The United States economic recovery continues, but the recovery, itself, remains modest.
The year-over-year rate of growth of real GDP was 2.5 percent in the second quarter of 2014. This is down from the rate that was achieved for 2013 where the year-over-year rate of growth in the fourth quarter of 2013 was 3.1 percent.
I still believe that the increase, year-over-year, in real GDP will be in the 2.5 percent to 3.0 percent range. Not great but still increasing.
This is above the revised figure of the IMF, which came out toward the end of July this year: it was dropped to 2.0 percent. Other economists revised their figures at the time to as low as a1.75 percent rate of increase.
The growth, I believe, will continue into 2015 and 2016, putting the Obama recovery right up there in length with that achieved by the Clinton administration. It's just that the growth rate will go no higher than the 2.0 percent to 3.0 percent range.

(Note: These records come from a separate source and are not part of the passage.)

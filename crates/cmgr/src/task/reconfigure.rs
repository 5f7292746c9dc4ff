//! Reconfigure task: replace the collector's log pipeline
//!
//! The new pipeline is spliced into the collector's YAML config at
//! [`PIPELINE_PATH`], validated with a dry run, and only then applied by
//! restarting the collector. A config that fails validation is rolled back.

use crate::collector::Collector;
use collector_manager_core::{Response, Task};
use serde::{Deserialize, Serialize};
use serde_json::{Map, Value};
use serde_yaml::{Mapping, Value as YamlValue};
use tracing::{error, info, warn};

/// Location of the log pipeline inside the collector config
pub const PIPELINE_PATH: [&str; 3] = ["receivers", "stanza", "pipeline"];

/// Step type of the legacy agent output, which the collector does not have
const LEGACY_OUTPUT_STEP: &str = "cabin_output";

/// Ordered list of log pipeline steps
pub type LogPipeline = Vec<Map<String, Value>>;

/// Parameters of a reconfigure task
#[derive(Debug, Clone, Default, PartialEq, Serialize, Deserialize)]
pub struct ReconfigureParams {
    /// Missing config means an empty pipeline
    #[serde(default)]
    pub config: LogConfig,
}

/// Log pipeline description carried by a reconfigure task
#[derive(Debug, Clone, Default, PartialEq, Serialize, Deserialize)]
pub struct LogConfig {
    #[serde(default)]
    pub pipeline: LogPipeline,
}

impl ReconfigureParams {
    /// The requested pipeline in the form the collector accepts.
    ///
    /// Legacy `cabin_output` steps are dropped and `output` keys stripped from
    /// every remaining step. An empty result becomes a single `noop` step, since
    /// the collector refuses to start with no operators.
    pub fn sanitized_pipeline(&self) -> LogPipeline {
        let mut pipeline: LogPipeline = self
            .config
            .pipeline
            .iter()
            .filter(|step| step.get("type").and_then(Value::as_str) != Some(LEGACY_OUTPUT_STEP))
            .cloned()
            .map(|mut step| {
                step.remove("output");
                step
            })
            .collect();

        if pipeline.is_empty() {
            let mut noop = Map::new();
            noop.insert("type".to_string(), Value::String("noop".to_string()));
            pipeline.push(noop);
        }

        pipeline
    }
}

/// Execute a reconfigure task against `collector`.
pub async fn execute_reconfigure(task: &Task, collector: &dyn Collector) -> Response {
    let params: ReconfigureParams =
        match serde_json::from_value(Value::Object(task.parameters.clone())) {
            Ok(params) => params,
            Err(e) => return task.failure("unable to decode parameters", e),
        };

    let config_path = collector.config_path();
    let original = match tokio::fs::read(&config_path).await {
        Ok(bytes) => bytes,
        Err(e) => return task.failure("failed to read existing config", e),
    };

    let document: Mapping = match serde_yaml::from_slice(&original) {
        Ok(document) => document,
        Err(e) => return task.failure("failed to decode existing config", e),
    };

    let updated = match serde_yaml::to_value(params.sanitized_pipeline())
        .and_then(|pipeline| serde_yaml::to_string(&splice_pipeline(document, pipeline)))
    {
        Ok(updated) => updated,
        Err(e) => return task.failure("failed to convert new config to yaml", e),
    };

    if let Err(e) = tokio::fs::write(&config_path, updated).await {
        return task.failure("failed to write new config", e);
    }

    if let Err(e) = collector.validate_config().await {
        warn!(id = %task.id, "New config failed validation, restoring previous config: {}", e);
        if let Err(restore_err) = tokio::fs::write(&config_path, &original).await {
            error!(
                "Failed to restore previous config at {}: {}",
                config_path.display(),
                restore_err
            );
        }
        return task.failure("new config failed validation", e);
    }

    if let Err(e) = collector.restart().await {
        return task.failure("failed to restart collector", e);
    }

    info!(id = %task.id, "Collector reconfigured");
    task.success()
}

/// Extract the active log pipeline from a collector config document.
pub fn active_pipeline(document: &[u8]) -> Option<Value> {
    let mut node: YamlValue = serde_yaml::from_slice(document).ok()?;
    for key in PIPELINE_PATH {
        node = node.as_mapping_mut()?.remove(key)?;
    }
    serde_json::to_value(node).ok()
}

/// Replace the pipeline at [`PIPELINE_PATH`], creating missing sections.
fn splice_pipeline(mut document: Mapping, pipeline: YamlValue) -> Mapping {
    let [receivers_key, stanza_key, pipeline_key] = PIPELINE_PATH;

    let mut receivers = take_mapping(&mut document, receivers_key);
    let mut stanza = take_mapping(&mut receivers, stanza_key);
    stanza.insert(pipeline_key.into(), pipeline);
    receivers.insert(stanza_key.into(), YamlValue::Mapping(stanza));
    document.insert(receivers_key.into(), YamlValue::Mapping(receivers));
    document
}

/// Take the mapping stored under `key`, leaving its slot in place so the
/// re-inserted value keeps its position. Non-mapping values are discarded.
fn take_mapping(parent: &mut Mapping, key: &str) -> Mapping {
    match parent.get_mut(key).map(std::mem::take) {
        Some(YamlValue::Mapping(mapping)) => mapping,
        _ => Mapping::new(),
    }
}
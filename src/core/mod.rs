pub mod error;
pub mod pagination;

pub use error::{AppError, Result};
pub use pagination::{Page, PageQuery};
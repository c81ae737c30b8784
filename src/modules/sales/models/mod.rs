pub mod sale;

pub use sale::{ProductRef, Sale, SaleLineItem};
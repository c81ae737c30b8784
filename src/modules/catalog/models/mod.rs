pub mod category;
pub mod product;

pub use category::ProductCategory;
pub use product::{Product, ProductRow};
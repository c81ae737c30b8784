pub mod sales_report;

pub use sales_report::{CategoryAggregate, DateTransaction, ProductAggregate};
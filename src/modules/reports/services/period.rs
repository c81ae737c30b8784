use chrono::NaiveDate;

use crate::core::{AppError, Result};

/// Calendar-day format used throughout the report engine
pub const DATE_FORMAT: &str = "%Y-%m-%d";

/// Parse a report boundary date, rejecting anything but strict YYYY-MM-DD
pub fn parse_report_date(value: &str) -> Result<NaiveDate> {
    NaiveDate::parse_from_str(value, DATE_FORMAT).map_err(|_| {
        AppError::validation(format!(
            "Invalid date format: '{}'. Expected YYYY-MM-DD",
            value
        ))
    })
}

/// Inclusive ascending sequence of calendar-day strings from start through end.
/// A reversed range yields an empty sequence rather than an error, so callers
/// downstream never have to special-case zero-width reports.
pub fn date_range(start: NaiveDate, end: NaiveDate) -> Vec<String> {
    let mut dates = Vec::new();
    let mut day = start;

    while day <= end {
        dates.push(day.format(DATE_FORMAT).to_string());
        day = match day.succ_opt() {
            Some(next) => next,
            None => break,
        };
    }

    dates
}

/// Expand a requested date range into its period: one entry per calendar day,
/// both endpoints included
pub fn generate_period(start_date: &str, end_date: &str) -> Result<Vec<String>> {
    let start = parse_report_date(start_date)?;
    let end = parse_report_date(end_date)?;

    Ok(date_range(start, end))
}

The latest information on the economy comes from the Federal Reserve in terms of its release called the Beige Book. The information contained in the report is based on general discussions and is not a "statistical" release. Still it gives us a flavor of the attitudes and concerns that exist with the economic environment.
The summary that seems to catch the nature of these anecdotes is this: six of the twelve Federal Reserve districts characterized their economic growth as "moderate"; four of the twelve said that their economic growth was "modest" and two said that there were signs that their economies were improving.
Not exactly busting down doors!
The important thing in this report, to me, is that economic growth is taking place.
And, as is shown elsewhere, the job growth is strong and the under-employment rate continues to fall. Factory orders, the Commerce Department reported, jumped by 10.5 percent in July, which was the largest monthly rise since 1992, but the major reason for the increase was airplane orders, something that will not be repeated going forward. With this increase the jump in orders for durable goods rose by 22.6 percent in July, but orders for durable goods actually declined by 0.9 percent.
More good news, but, given the dominance of the orders from civilian airlines, not good enough for us to translate this into a more robust recovery.
I still have concerns that the modest recovery is, in large part, connected with the transition that is going on within the economy. I reported yesterday, in another context, that economists at Morgan Stanley had estimated that the average age of industrial equipment in the United States had risen to a level in excess of 10 years, the highest level since 1938.
I have argued that the "game" in modern, technologically advanced economies is for firms to operate at a much faster speed than that. That new technologies have been estimated to be introduced in advancing industries in the three- to five-year range. If this Morgan Stanley estimate is correct, on average, American industry is starting to fall behind in technological innovation.
Also, there is a substantial mismatch in the job market. More and more reports come out that businesses want to hire "trained" workers, but cannot fill the jobs they have because those skills are not readily available.
This mismatch, I think, is being captured in the fact that the labor participation rate has fallen below 63.0 percent, the lowest level hit since the middle 1970s.
America, as well as Europe, is in need of a re-structuring and this is going to take time and effort and will result is a more sluggish economy for several years…more sluggish than was experienced over the past fifty years or so.
That is why I am not as concerned about the slower rate of growth, as are some other analysts. The good news is that the economy is growing in the 2.5 percent to 3.0 percent range. The economy has been expanding for more than five years and seems likely to continue to expand for another two or three years…at least.
The economy needs re-structuring. Let's get to work on that!